▶ _Task description_: Word for word, set down the full listing below.

***

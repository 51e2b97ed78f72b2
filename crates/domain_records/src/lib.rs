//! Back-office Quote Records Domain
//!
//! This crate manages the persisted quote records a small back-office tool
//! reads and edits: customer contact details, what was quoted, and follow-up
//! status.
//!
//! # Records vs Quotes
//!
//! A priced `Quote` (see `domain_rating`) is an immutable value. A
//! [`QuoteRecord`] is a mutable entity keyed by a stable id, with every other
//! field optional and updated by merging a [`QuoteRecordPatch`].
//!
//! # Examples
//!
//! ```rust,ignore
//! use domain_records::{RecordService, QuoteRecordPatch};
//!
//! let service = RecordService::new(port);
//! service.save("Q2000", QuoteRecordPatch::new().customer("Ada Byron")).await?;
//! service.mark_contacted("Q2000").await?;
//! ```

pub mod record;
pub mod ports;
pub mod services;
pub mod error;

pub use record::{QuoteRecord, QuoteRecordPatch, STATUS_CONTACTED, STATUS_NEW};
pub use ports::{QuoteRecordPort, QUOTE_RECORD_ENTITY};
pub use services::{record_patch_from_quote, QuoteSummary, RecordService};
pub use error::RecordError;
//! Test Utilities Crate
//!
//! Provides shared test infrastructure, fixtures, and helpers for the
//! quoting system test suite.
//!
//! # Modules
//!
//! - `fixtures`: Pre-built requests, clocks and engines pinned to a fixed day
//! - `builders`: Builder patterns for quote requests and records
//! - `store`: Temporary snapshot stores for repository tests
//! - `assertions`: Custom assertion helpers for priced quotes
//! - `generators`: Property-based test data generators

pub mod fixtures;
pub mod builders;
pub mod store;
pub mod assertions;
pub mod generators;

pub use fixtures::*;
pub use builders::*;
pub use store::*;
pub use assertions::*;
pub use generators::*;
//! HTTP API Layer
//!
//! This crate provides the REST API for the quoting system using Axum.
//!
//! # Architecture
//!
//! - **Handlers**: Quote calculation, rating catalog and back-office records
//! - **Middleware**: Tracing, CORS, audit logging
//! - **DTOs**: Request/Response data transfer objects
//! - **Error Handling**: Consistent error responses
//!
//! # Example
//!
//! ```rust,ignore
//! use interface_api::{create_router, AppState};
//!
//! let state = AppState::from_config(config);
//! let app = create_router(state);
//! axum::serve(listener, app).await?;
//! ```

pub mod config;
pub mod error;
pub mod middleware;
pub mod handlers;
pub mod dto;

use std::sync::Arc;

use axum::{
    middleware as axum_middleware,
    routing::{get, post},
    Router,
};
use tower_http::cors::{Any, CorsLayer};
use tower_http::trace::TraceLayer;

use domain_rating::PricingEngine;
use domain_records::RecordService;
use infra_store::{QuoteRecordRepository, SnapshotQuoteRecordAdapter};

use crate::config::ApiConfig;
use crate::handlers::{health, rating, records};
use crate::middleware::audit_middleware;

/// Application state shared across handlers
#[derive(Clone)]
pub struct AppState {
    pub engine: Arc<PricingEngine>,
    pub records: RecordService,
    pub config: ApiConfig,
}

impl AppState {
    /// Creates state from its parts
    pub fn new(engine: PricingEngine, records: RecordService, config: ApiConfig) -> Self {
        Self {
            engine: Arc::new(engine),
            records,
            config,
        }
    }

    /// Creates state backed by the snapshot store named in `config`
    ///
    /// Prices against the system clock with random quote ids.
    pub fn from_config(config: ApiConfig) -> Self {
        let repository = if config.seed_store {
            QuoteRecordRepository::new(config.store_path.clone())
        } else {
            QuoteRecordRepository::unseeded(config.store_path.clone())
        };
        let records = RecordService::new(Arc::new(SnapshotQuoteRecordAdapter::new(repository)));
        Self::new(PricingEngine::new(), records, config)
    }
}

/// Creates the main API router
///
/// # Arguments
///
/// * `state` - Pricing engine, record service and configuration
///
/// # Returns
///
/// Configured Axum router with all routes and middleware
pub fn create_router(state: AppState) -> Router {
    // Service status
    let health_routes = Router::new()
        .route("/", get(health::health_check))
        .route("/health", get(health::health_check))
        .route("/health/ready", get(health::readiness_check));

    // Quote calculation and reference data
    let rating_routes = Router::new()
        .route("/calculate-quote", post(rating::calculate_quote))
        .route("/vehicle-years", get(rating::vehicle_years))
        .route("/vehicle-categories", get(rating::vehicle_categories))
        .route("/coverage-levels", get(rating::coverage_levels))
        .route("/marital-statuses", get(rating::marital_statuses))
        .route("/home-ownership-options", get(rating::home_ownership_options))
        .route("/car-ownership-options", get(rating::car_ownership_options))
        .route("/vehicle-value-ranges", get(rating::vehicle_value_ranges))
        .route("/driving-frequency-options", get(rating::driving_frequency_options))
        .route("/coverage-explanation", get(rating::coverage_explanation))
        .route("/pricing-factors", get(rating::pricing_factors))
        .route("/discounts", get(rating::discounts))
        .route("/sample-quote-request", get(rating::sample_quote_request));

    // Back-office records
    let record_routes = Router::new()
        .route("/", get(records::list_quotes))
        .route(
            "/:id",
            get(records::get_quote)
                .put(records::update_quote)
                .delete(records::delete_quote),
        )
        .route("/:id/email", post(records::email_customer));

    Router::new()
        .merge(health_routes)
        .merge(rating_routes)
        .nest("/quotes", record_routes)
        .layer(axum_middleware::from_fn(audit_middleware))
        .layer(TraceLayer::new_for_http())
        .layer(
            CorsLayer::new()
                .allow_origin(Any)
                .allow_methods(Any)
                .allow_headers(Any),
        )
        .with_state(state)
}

***

▶ _Solved problem_:
repository 51e2b97ed78f72b2
filename crates/domain_records/src/lib.rs
//! Back-office Quote Records Domain
//!
//! This crate manages the persisted quote records a small back-office tool
//! reads and edits: customer contact details, what was quoted, and follow-up
//! status.
//!
//! # Records vs Quotes
//!
//! A priced `Quote` (see `domain_rating`) is an immutable value. A
//! [`QuoteRecord`] is a mutable entity keyed by a stable id, with every other
//! field optional and updated by merging a [`QuoteRecordPatch`].
//!
//! # Examples
//!
//! ```rust,ignore
//! use domain_records::{RecordService, QuoteRecordPatch};
//!
//! let service = RecordService::new(port);
//! service.save("Q2000", QuoteRecordPatch::new().customer("Ada Byron")).await?;
//! service.mark_contacted("Q2000").await?;
//! ```

pub mod record;
pub mod ports;
pub mod services;
pub mod error;

pub use record::{QuoteRecord, QuoteRecordPatch, STATUS_CONTACTED, STATUS_NEW};
pub use ports::{QuoteRecordPort, QUOTE_RECORD_ENTITY};
pub use services::{record_patch_from_quote, QuoteSummary, RecordService};
pub use error::RecordError;
//! Test Utilities Crate
//!
//! Provides shared test infrastructure, fixtures, and helpers for the
//! quoting system test suite.
//!
//! # Modules
//!
//! - `fixtures`: Pre-built requests, clocks and engines pinned to a fixed day
//! - `builders`: Builder patterns for quote requests and records
//! - `store`: Temporary snapshot stores for repository tests
//! - `assertions`: Custom assertion helpers for priced quotes
//! - `generators`: Property-based test data generators

pub mod fixtures;
pub mod builders;
pub mod store;
pub mod assertions;
pub mod generators;

pub use fixtures::*;
pub use builders::*;
pub use store::*;
pub use assertions::*;
pub use generators::*;
//! HTTP API Layer
//!
//! This crate provides the REST API for the quoting system using Axum.
//!
//! # Architecture
//!
//! - **Handlers**: Quote calculation, rating catalog and back-office records
//! - **Middleware**: Tracing, CORS, audit logging
//! - **DTOs**: Request/Response data transfer objects
//! - **Error Handling**: Consistent error responses
//!
//! # Example
//!
//! ```rust,ignore
//! use interface_api::{create_router, AppState};
//!
//! let state = AppState::from_config(config);
//! let app = create_router(state);
//! axum::serve(listener, app).await?;
//! ```

pub mod config;
pub mod error;
pub mod middleware;
pub mod handlers;
pub mod dto;

use std::sync::Arc;

use axum::{
    middleware as axum_middleware,
    routing::{get, post},
    Router,
};
use tower_http::cors::{Any, CorsLayer};
use tower_http::trace::TraceLayer;

use domain_rating::PricingEngine;
use domain_records::RecordService;
use infra_store::{QuoteRecordRepository, SnapshotQuoteRecordAdapter};

use crate::config::ApiConfig;
use crate::handlers::{health, rating, records};
use crate::middleware::audit_middleware;

/// Application state shared across handlers
#[derive(Clone)]
pub struct AppState {
    pub engine: Arc<PricingEngine>,
    pub records: RecordService,
    pub config: ApiConfig,
}

impl AppState {
    /// Creates state from its parts
    pub fn new(engine: PricingEngine, records: RecordService, config: ApiConfig) -> Self {
        Self {
            engine: Arc::new(engine),
            records,
            config,
        }
    }

    /// Creates state backed by the snapshot store named in `config`
    ///
    /// Prices against the system clock with random quote ids.
    pub fn from_config(config: ApiConfig) -> Self {
        let repository = if config.seed_store {
            QuoteRecordRepository::new(config.store_path.clone())
        } else {
            QuoteRecordRepository::unseeded(config.store_path.clone())
        };
        let records = RecordService::new(Arc::new(SnapshotQuoteRecordAdapter::new(repository)));
        Self::new(PricingEngine::new(), records, config)
    }
}

/// Creates the main API router
///
/// # Arguments
///
/// * `state` - Pricing engine, record service and configuration
///
/// # Returns
///
/// Configured Axum router with all routes and middleware
pub fn create_router(state: AppState) -> Router {
    // Service status
    let health_routes = Router::new()
        .route("/", get(health::health_check))
        .route("/health", get(health::health_check))
        .route("/health/ready", get(health::readiness_check));

    // Quote calculation and reference data
    let rating_routes = Router::new()
        .route("/calculate-quote", post(rating::calculate_quote))
        .route("/vehicle-years", get(rating::vehicle_years))
        .route("/vehicle-categories", get(rating::vehicle_categories))
        .route("/coverage-levels", get(rating::coverage_levels))
        .route("/marital-statuses", get(rating::marital_statuses))
        .route("/home-ownership-options", get(rating::home_ownership_options))
        .route("/car-ownership-options", get(rating::car_ownership_options))
        .route("/vehicle-value-ranges", get(rating::vehicle_value_ranges))
        .route("/driving-frequency-options", get(rating::driving_frequency_options))
        .route("/coverage-explanation", get(rating::coverage_explanation))
        .route("/pricing-factors", get(rating::pricing_factors))
        .route("/discounts", get(rating::discounts))
        .route("/sample-quote-request", get(rating::sample_quote_request));

    // Back-office records
    let record_routes = Router::new()
        .route("/", get(records::list_quotes))
        .route(
            "/:id",
            get(records::get_quote)
                .put(records::update_quote)
                .delete(records::delete_quote),
        )
        .route("/:id/email", post(records::email_customer));

    Router::new()
        .merge(health_routes)
        .merge(rating_routes)
        .nest("/quotes", record_routes)
        .layer(axum_middleware::from_fn(audit_middleware))
        .layer(TraceLayer::new_for_http())
        .layer(
            CorsLayer::new()
                .allow_origin(Any)
                .allow_methods(Any)
                .allow_headers(Any),
        )
        .with_state(state)
}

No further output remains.